Kazunobu Konishi, Kyoko Ishida, Ken-Ichi Oinuma, Takehiro Ohta¶, Yoshiteru Hashimoto, Hiroki Higashibata, Teizo Kitagawa¶, and Michihiko Kobayashi||

From the Institute of Applied Biochemistry, and Graduate School of Life and Environmental Sciences, The University of Tsukuba, 1-1-1 Tennodai, Tsukuba, Ibaraki 305-8572, Japan and ^¶Okazaki Institute for Integrative Bioscience, National Institutes of Natural Sciences, Myodaiji, Okazaki, Aichi 444-8787, Japan

Aldoxime dehydratase (OxdA), which is a novel heme protein, catalyzes the dehydration of an aldoxime to a nitrile even in the presence of water in the reaction mixture. The combination of site-directed mutagenesis of OxdA (mutation of all conserved histidines in the aldoxime dehydratase superfamily), estimation of the heme contents and specific activities of the mutants, and CD and resonance Raman spectroscopic analyses led to the identification of the proximal and distal histidines in this unique enzyme. The heme contents and CD spectra in the far-UV region of all mutants except for the H299A one were almost identical to those of the wild-type OxdA, whereas the H299A mutant lost the ability of binding heme, demonstrating that His²⁹⁹ is the proximal histidine. On the other hand, substitution of alanine for His³²⁰ did not affect the overall structure of OxdA but caused loss of its ability of carbon-nitrogen triple bond synthesis and a lower shift of the Fe-C stretching band in the resonance Raman spectrum for the CO-bound form. Furthermore, the pH dependence of the wild-type OxdA closely followed the His protonation curves observed for other proteins.
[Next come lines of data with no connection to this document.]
//! Variable-length integer encoding and decoding
//!
//! Two schemes are provided, selected through [VarintScheme]:
//!
//! - [VarintScheme::Classic]: 7 bits of data per byte, with the most significant bit set on every
//!   byte except the last (LEB128).
//! - [VarintScheme::Fast]: values up to 250 take a single byte. Larger values are written as a tag
//!   byte (251, 252 or 253) followed by the value as a little-endian `u16`, `u32` or `u64`.
//!
//! Signed integers are mapped to unsigned ones with ZigZag encoding before either scheme is
//! applied.
//!
//! `usize` and `isize` are omitted to prevent behavior from depending on the target architecture.

use crate::{layout::Layout, Describe, EncodeSize, Error, Read, Schema, VarintScheme, Write};
use bytes::{Buf, BufMut};
use std::ops::{BitOrAssign, Shl, ShrAssign};

const BITS_PER_BYTE: usize = 8;
const DATA_BITS_PER_BYTE: usize = 7;
const DATA_BITS_MASK: u8 = 0x7F;
const CONTINUATION_BIT_MASK: u8 = 0x80;

/// A trait for unsigned integers that can be varint encoded.
pub trait UInt:
    Copy
    + From<u8>
    + Sized
    + ShrAssign<usize>
    + Shl<usize, Output = Self>
    + BitOrAssign<Self>
    + PartialOrd
{
    /// Returns the number of leading zeros in the integer.
    fn leading_zeros(self) -> u32;

    /// Returns the least significant byte of the integer.
    fn as_u8(self) -> u8;

    /// Widens the integer to a `u64`.
    fn as_u64(self) -> u64;

    /// Narrows a `u64`, returning `None` if it does not fit.
    fn from_u64(value: u64) -> Option<Self>;
}

macro_rules! impl_uint {
    ($type:ty) => {
        impl UInt for $type {
            #[inline]
            fn leading_zeros(self) -> u32 {
                self.leading_zeros()
            }

            #[inline]
            fn as_u8(self) -> u8 {
                self as u8
            }

            #[inline]
            fn as_u64(self) -> u64 {
                self as u64
            }

            #[inline]
            fn from_u64(value: u64) -> Option<Self> {
                <$type>::try_from(value).ok()
            }
        }
    };
}
impl_uint!(u8);
impl_uint!(u16);
impl_uint!(u32);
impl_uint!(u64);

/// A trait for signed integers that can be converted to and from unsigned integers of the
/// equivalent size.
///
/// ZigZag encoding moves the sign bit to the least significant bit, so numbers close to zero stay
/// small even when they are negative.
pub trait SInt: Copy {
    /// The unsigned integer of the same width.
    type Unsigned: UInt;

    /// Converts the signed integer to an unsigned integer using ZigZag encoding.
    fn as_zigzag(self) -> Self::Unsigned;

    /// Converts a (ZigZag'ed) unsigned integer back to a signed integer.
    fn un_zigzag(value: Self::Unsigned) -> Self;
}

macro_rules! impl_sint {
    ($type:ty, $utype:ty) => {
        impl SInt for $type {
            type Unsigned = $utype;

            #[inline]
            fn as_zigzag(self) -> $utype {
                let shr = std::mem::size_of::<$utype>() * 8 - 1;
                ((self << 1) ^ (self >> shr)) as $utype
            }

            #[inline]
            fn un_zigzag(value: $utype) -> Self {
                ((value >> 1) as $type) ^ (-((value & 1) as $type))
            }
        }
    };
}
impl_sint!(i8, u8);
impl_sint!(i16, u16);
impl_sint!(i32, u32);
impl_sint!(i64, u64);

/// Encodes an unsigned integer as a LEB128 varint.
pub fn write<T: UInt>(value: T, buf: &mut impl BufMut) {
    let continuation_threshold = T::from(CONTINUATION_BIT_MASK);
    if value < continuation_threshold {
        // Fast path for small values (common case for lengths).
        buf.put_u8(value.as_u8());
        return;
    }

    let mut val = value;
    while val >= continuation_threshold {
        buf.put_u8((val.as_u8()) | CONTINUATION_BIT_MASK);
        val >>= 7;
    }
    buf.put_u8(val.as_u8());
}

/// Decodes an unsigned integer from a LEB128 varint.
pub fn read<T: UInt>(buf: &mut impl Buf) -> Result<T, Error> {
    let max_bits = std::mem::size_of::<T>() * 8;
    let mut result: T = T::from(0);
    let mut shift = 0;

    loop {
        if !buf.has_remaining() {
            return Err(Error::NoBufferSpace);
        }
        let byte = buf.get_u8();

        // On what must be the last byte, reject bits beyond the size of T. The continuation bit
        // is the most significant bit, so this also rejects a continuation on the last byte.
        let remaining_bits = max_bits - shift;
        if remaining_bits <= DATA_BITS_PER_BYTE {
            let relevant_bits = BITS_PER_BYTE - byte.leading_zeros() as usize;
            if relevant_bits > remaining_bits {
                return Err(Error::invalid("varint overflows its integer type"));
            }
        }

        result |= T::from(byte & DATA_BITS_MASK) << shift;
        if byte & CONTINUATION_BIT_MASK == 0 {
            return Ok(result);
        }
        shift += DATA_BITS_PER_BYTE;
    }
}

/// Calculates the number of bytes needed to encode an unsigned integer as a LEB128 varint.
pub fn size<T: UInt>(value: T) -> usize {
    let total_bits = std::mem::size_of::<T>() * 8;
    let leading_zeros = value.leading_zeros() as usize;
    let data_bits = total_bits - leading_zeros;
    usize::max(1, data_bits.div_ceil(DATA_BITS_PER_BYTE))
}

/// Tag-prefixed varints.
pub mod fast {
    use super::UInt;
    use crate::{util::at_least, Error};
    use bytes::{Buf, BufMut};

    const SINGLE_BYTE_MAX: u8 = 250;
    const U16_BYTE: u8 = 251;
    const U32_BYTE: u8 = 252;
    const U64_BYTE: u8 = 253;

    /// Encodes an unsigned integer as a tag-prefixed varint.
    pub fn write<T: UInt>(value: T, buf: &mut impl BufMut) {
        let value = value.as_u64();
        if value <= SINGLE_BYTE_MAX as u64 {
            buf.put_u8(value as u8);
        } else if value <= u16::MAX as u64 {
            buf.put_u8(U16_BYTE);
            buf.put_u16_le(value as u16);
        } else if value <= u32::MAX as u64 {
            buf.put_u8(U32_BYTE);
            buf.put_u32_le(value as u32);
        } else {
            buf.put_u8(U64_BYTE);
            buf.put_u64_le(value);
        }
    }

    /// Decodes an unsigned integer from a tag-prefixed varint.
    pub fn read<T: UInt>(buf: &mut impl Buf) -> Result<T, Error> {
        at_least(buf, 1)?;
        let value = match buf.get_u8() {
            byte @ 0..=SINGLE_BYTE_MAX => byte as u64,
            U16_BYTE => {
                at_least(buf, 2)?;
                buf.get_u16_le() as u64
            }
            U32_BYTE => {
                at_least(buf, 4)?;
                buf.get_u32_le() as u64
            }
            U64_BYTE => {
                at_least(buf, 8)?;
                buf.get_u64_le()
            }
            tag => return Err(Error::invalid(format!("invalid varint tag {tag}"))),
        };
        T::from_u64(value).ok_or_else(|| Error::invalid("varint overflows its integer type"))
    }

    /// Calculates the number of bytes needed to encode an unsigned integer as a tag-prefixed
    /// varint.
    pub fn size<T: UInt>(value: T) -> usize {
        let value = value.as_u64();
        if value <= SINGLE_BYTE_MAX as u64 {
            1
        } else if value <= u16::MAX as u64 {
            3
        } else if value <= u32::MAX as u64 {
            5
        } else {
            9
        }
    }
}

impl VarintScheme {
    /// Encodes an unsigned integer with this scheme.
    #[inline]
    pub fn write<T: UInt>(self, value: T, buf: &mut impl BufMut) {
        match self {
            Self::Classic => write(value, buf),
            Self::Fast => fast::write(value, buf),
        }
    }

    /// Decodes an unsigned integer with this scheme.
    #[inline]
    pub fn read<T: UInt>(self, buf: &mut impl Buf) -> Result<T, Error> {
        match self {
            Self::Classic => read(buf),
            Self::Fast => fast::read(buf),
        }
    }

    /// Returns the encoded size of an unsigned integer under this scheme.
    #[inline]
    pub fn size<T: UInt>(self, value: T) -> usize {
        match self {
            Self::Classic => size(value),
            Self::Fast => fast::size(value),
        }
    }

    /// Encodes a signed integer with ZigZag and this scheme.
    #[inline]
    pub fn write_signed<S: SInt>(self, value: S, buf: &mut impl BufMut) {
        self.write(value.as_zigzag(), buf);
    }

    /// Decodes a ZigZag'ed signed integer with this scheme.
    #[inline]
    pub fn read_signed<S: SInt>(self, buf: &mut impl Buf) -> Result<S, Error> {
        Ok(S::un_zigzag(self.read(buf)?))
    }

    /// Returns the encoded size of a signed integer under this scheme.
    #[inline]
    pub fn size_signed<S: SInt>(self, value: S) -> usize {
        self.size(value.as_zigzag())
    }
}

/// An unsigned integer that is always encoded as a varint, regardless of
/// [crate::Config::ENCODING_WITH_VARINT].
#[derive(Debug, Default, Clone, Copy, PartialEq, Eq, PartialOrd, Ord, Hash)]
pub struct UVar<T: UInt>(pub T);

/// A signed integer that is always encoded as a ZigZag varint, regardless of
/// [crate::Config::ENCODING_WITH_VARINT].
#[derive(Debug, Default, Clone, Copy, PartialEq, Eq, PartialOrd, Ord, Hash)]
pub struct SVar<T: SInt>(pub T);

impl<T: UInt> From<T> for UVar<T> {
    fn from(value: T) -> Self {
        Self(value)
    }
}

impl<T: SInt> From<T> for SVar<T> {
    fn from(value: T) -> Self {
        Self(value)
    }
}

macro_rules! impl_uvar {
    ($type:ty, $schema:ident) => {
        impl Describe for UVar<$type> {
            const SCHEMA: &'static Schema = &Schema::$schema;
        }

        impl EncodeSize for UVar<$type> {
            #[inline]
            fn encode_size(&self, layout: &Layout) -> usize {
                layout.scheme().size(self.0)
            }
        }

        impl Write for UVar<$type> {
            #[inline]
            fn write(&self, buf: &mut impl BufMut, layout: &Layout) {
                layout.scheme().write(self.0, buf);
            }
        }

        impl Read for UVar<$type> {
            #[inline]
            fn read_cfg(buf: &mut impl Buf, layout: &Layout) -> Result<Self, Error> {
                layout.scheme().read(buf).map(UVar)
            }
        }
    };
}
impl_uvar!(u32, VarU32);
impl_uvar!(u64, VarU64);

macro_rules! impl_svar {
    ($type:ty, $schema:ident) => {
        impl Describe for SVar<$type> {
            const SCHEMA: &'static Schema = &Schema::$schema;
        }

        impl EncodeSize for SVar<$type> {
            #[inline]
            fn encode_size(&self, layout: &Layout) -> usize {
                layout.scheme().size_signed(self.0)
            }
        }

        impl Write for SVar<$type> {
            #[inline]
            fn write(&self, buf: &mut impl BufMut, layout: &Layout) {
                layout.scheme().write_signed(self.0, buf);
            }
        }

        impl Read for SVar<$type> {
            #[inline]
            fn read_cfg(buf: &mut impl Buf, layout: &Layout) -> Result<Self, Error> {
                layout.scheme().read_signed(buf).map(SVar)
            }
        }
    };
}
impl_svar!(i32, VarI32);
impl_svar!(i64, VarI64);

#[cfg(test)]
mod tests {
    use super::*;
    use crate::layout::Prefix;
    use bytes::BytesMut;
    use paste::paste;

    #[test]
    fn test_small_values() {
        assert_eq!(read::<u8>(&mut &[0x81, 0x01][..]).unwrap(), 0x81);
        assert_eq!(read::<u8>(&mut &[0x01][..]).unwrap(), 0x01);
        assert_eq!(read::<u16>(&mut &[0xAC, 0x02][..]).unwrap(), 300);
    }

    #[test]
    fn test_overlong() {
        // Six bytes can never be a valid u32.
        let overlong = [0xFF, 0xFF, 0xFF, 0xFF, 0xFF, 0x01];
        assert!(matches!(
            read::<u32>(&mut &overlong[..]),
            Err(Error::InvalidArgument(_))
        ));

        // Last byte carries a continuation bit.
        let continued = [0xFF, 0x81];
        assert!(matches!(
            read::<u8>(&mut &continued[..]),
            Err(Error::InvalidArgument(_))
        ));
    }

    #[test]
    fn test_truncated() {
        assert_eq!(read::<u32>(&mut &[0x80, 0x80][..]), Err(Error::NoBufferSpace));
        assert_eq!(read::<u32>(&mut &[0u8; 0][..]), Err(Error::NoBufferSpace));
        assert_eq!(fast::read::<u32>(&mut &[252, 1, 2][..]), Err(Error::NoBufferSpace));
    }

    #[test]
    fn test_classic_sizes() {
        let cases = [
            (0u64, 1),
            (127, 1),
            (128, 2),
            (0x3FFF, 2),
            (0x4000, 3),
            (u32::MAX as u64, 5),
            (u64::MAX, 10),
        ];
        for (value, expected) in cases {
            assert_eq!(size(value), expected);
            let mut buf = BytesMut::new();
            write(value, &mut buf);
            assert_eq!(buf.len(), expected);
            assert_eq!(read::<u64>(&mut buf.freeze()).unwrap(), value);
        }
    }

    #[test]
    fn test_fast_layout() {
        let mut buf = BytesMut::new();
        fast::write(250u32, &mut buf);
        assert_eq!(&buf[..], &[250]);

        let mut buf = BytesMut::new();
        fast::write(251u32, &mut buf);
        assert_eq!(&buf[..], &[251, 251, 0]);

        let mut buf = BytesMut::new();
        fast::write(0x1_0000u64, &mut buf);
        assert_eq!(&buf[..], &[252, 0, 0, 1, 0]);

        let mut buf = BytesMut::new();
        fast::write(u64::MAX, &mut buf);
        assert_eq!(buf.len(), 9);
        assert_eq!(buf[0], 253);
    }

    #[test]
    fn test_fast_rejects() {
        assert!(matches!(
            fast::read::<u32>(&mut &[254][..]),
            Err(Error::InvalidArgument(_))
        ));
        // A u64 payload does not fit a u32.
        let mut buf = vec![253];
        buf.extend_from_slice(&u64::MAX.to_le_bytes());
        assert!(matches!(
            fast::read::<u32>(&mut &buf[..]),
            Err(Error::InvalidArgument(_))
        ));
    }

    macro_rules! zigzag_test {
        ($type:ty) => {
            paste! {
                #[test]
                fn [<test_zigzag_ $type>]() {
                    let values = [0 as $type, 1, -1, <$type>::MAX, <$type>::MIN];
                    for value in values {
                        assert_eq!(<$type>::un_zigzag(value.as_zigzag()), value);
                    }
                    assert_eq!((0 as $type).as_zigzag(), 0);
                    assert_eq!((-1 as $type).as_zigzag(), 1);
                    assert_eq!((1 as $type).as_zigzag(), 2);
                    assert_eq!(<$type>::MIN.as_zigzag(), <<$type as SInt>::Unsigned>::MAX);
                }
            }
        };
    }
    zigzag_test!(i8);
    zigzag_test!(i16);
    zigzag_test!(i32);
    zigzag_test!(i64);

    #[test]
    fn test_schemes_agree_on_values() {
        let values = [0i64, -1, 250, -126, 70_000, i64::MIN, i64::MAX];
        for scheme in [VarintScheme::Classic, VarintScheme::Fast] {
            for value in values {
                let mut buf = BytesMut::new();
                scheme.write_signed(value, &mut buf);
                assert_eq!(buf.len(), scheme.size_signed(value));
                assert_eq!(scheme.read_signed::<i64>(&mut buf.freeze()).unwrap(), value);
            }
        }
    }

    #[test]
    fn test_wrappers() {
        let layout = Layout::new(
            Prefix::Varint(VarintScheme::Classic),
            false,
            VarintScheme::Classic,
        );
        let value = SVar(-2i32);
        assert_eq!(value.encode_size(&layout), 1);
        let mut buf = BytesMut::new();
        value.write(&mut buf, &layout);
        assert_eq!(&buf[..], &[3]);
        assert_eq!(SVar::<i32>::read_cfg(&mut buf.freeze(), &layout).unwrap(), value);

        let value = UVar(300u64);
        let mut buf = BytesMut::new();
        value.write(&mut buf, &layout);
        assert_eq!(&buf[..], &[0xAC, 0x02]);
        assert_eq!(UVar::<u64>::read_cfg(&mut buf.freeze(), &layout).unwrap(), value);
    }
}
These findings suggest that His³²⁰ is located in the distal heme pocket of OxdA and would donate a proton to the substrate in the aldoxime dehydration mechanism.

Received for publication, June 28, 2004 , and in revised form, August 9, 2004.

^* This work was supported in part by the 21st Century COE Program (www.tara.tsukuba.ac.jp/~coe21/) from the Ministry of Education, Culture, Sports, Science, and Technology, by a Grant-in-aid for Scientific Research from the Ministry of Education, Science, and Culture of Japan, by an Industrial Technology Research Grant Program in 2002 from the New Energy and Industrial Technology Development Organization (NEDO) of Japan, and by the National Project on Protein Structural and Functional Analyses, by a Research Grant (A) for University Research Projects. This work was also supported by JSPS Research Fellowships for Young Scientists (to T. O.) and by Grant-in-aid for Specifically Promoted Research 14001004 (to T. K.). The costs of publication of this article were defrayed in part by the payment of page charges. This article must therefore be hereby marked "advertisement" in accordance with 18 U.S.C. Section 1734 solely to indicate this fact.

These authors contributed equally to this work.

^|| To whom correspondence should be addressed. Fax: 81-29-853-4605.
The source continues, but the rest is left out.